Segment Start: DATASET RECORDS
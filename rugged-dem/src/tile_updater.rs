use crate::{error::DemError, store::CellStore, tile::Tile};

/// External collaborator that populates a [`Tile`] covering a requested
/// `(lat, lon)`.
///
/// Concrete raster-file readers (GeoTIFF, HGT, …) are the embedding
/// application's concern and out of scope here; this crate only defines the
/// contract and the handle it populates. Test code is free to implement
/// trivial in-memory updaters (synthetic cones, planes) to exercise the
/// intersection algorithms without a file format.
pub trait TileUpdater {
    /// Populates `out` with the geometry and elevation values of whichever
    /// tile covers `(lat, lon)`. Leaving `out` without a complete geometry
    /// and every cell set means "no data here" and surfaces as
    /// [`DemError::NoDemData`].
    fn update_tile(&self, lat: f64, lon: f64, out: &mut UpdatableTile);
}

/// The handle a [`TileUpdater`] populates.
///
/// Call [`set_geometry`](Self::set_geometry) once, then
/// [`set_elevation`](Self::set_elevation) for every `(i, j)` cell.
#[derive(Default)]
pub struct UpdatableTile {
    geometry: Option<(f64, f64, f64, f64, usize, usize)>,
    elevations: Vec<f64>,
}

impl UpdatableTile {
    /// Returns a fresh, empty handle.
    pub fn new() -> Self {
        Self::default()
    }

    /// Declares the tile's raster parameters. Must be called before
    /// [`set_elevation`](Self::set_elevation).
    pub fn set_geometry(&mut self, min_lat: f64, min_lon: f64, lat_step: f64, lon_step: f64, rows: usize, cols: usize) {
        self.geometry = Some((min_lat, min_lon, lat_step, lon_step, rows, cols));
        self.elevations = vec![f64::NAN; rows * cols];
    }

    /// Sets the elevation of cell `(i, j)`.
    ///
    /// # Panics
    ///
    /// Panics if called before [`set_geometry`](Self::set_geometry) or with
    /// an out-of-bounds `(i, j)`.
    pub fn set_elevation(&mut self, i: usize, j: usize, elevation: f64) {
        let (_, _, _, _, _rows, cols) = self.geometry.expect("set_geometry must be called before set_elevation");
        self.elevations[i * cols + j] = elevation;
    }

    /// Finalizes the handle into a [`Tile`], or fails with
    /// [`DemError::EmptyTile`] if geometry was never set or a cell is
    /// missing.
    pub(crate) fn finish(self) -> Result<Tile, DemError> {
        let (min_lat, min_lon, lat_step, lon_step, rows, cols) = self.geometry.ok_or(DemError::EmptyTile {
            min_lat: f64::NAN,
            min_lon: f64::NAN,
        })?;
        if self.elevations.iter().any(|e| e.is_nan()) {
            return Err(DemError::EmptyTile { min_lat, min_lon });
        }
        Ok(Tile::new(min_lat, min_lon, lat_step, lon_step, rows, cols, CellStore::new(self.elevations.into_boxed_slice())))
    }
}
Segment End: DATASET RECORDS
Whenever a line above includes the string "CellStore", copy it.

use crate::{error::DemError, store::CellStore, tile::Tile};
        Ok(Tile::new(min_lat, min_lon, lat_step, lon_step, rows, cols, CellStore::new(self.elevations.into_boxed_slice())))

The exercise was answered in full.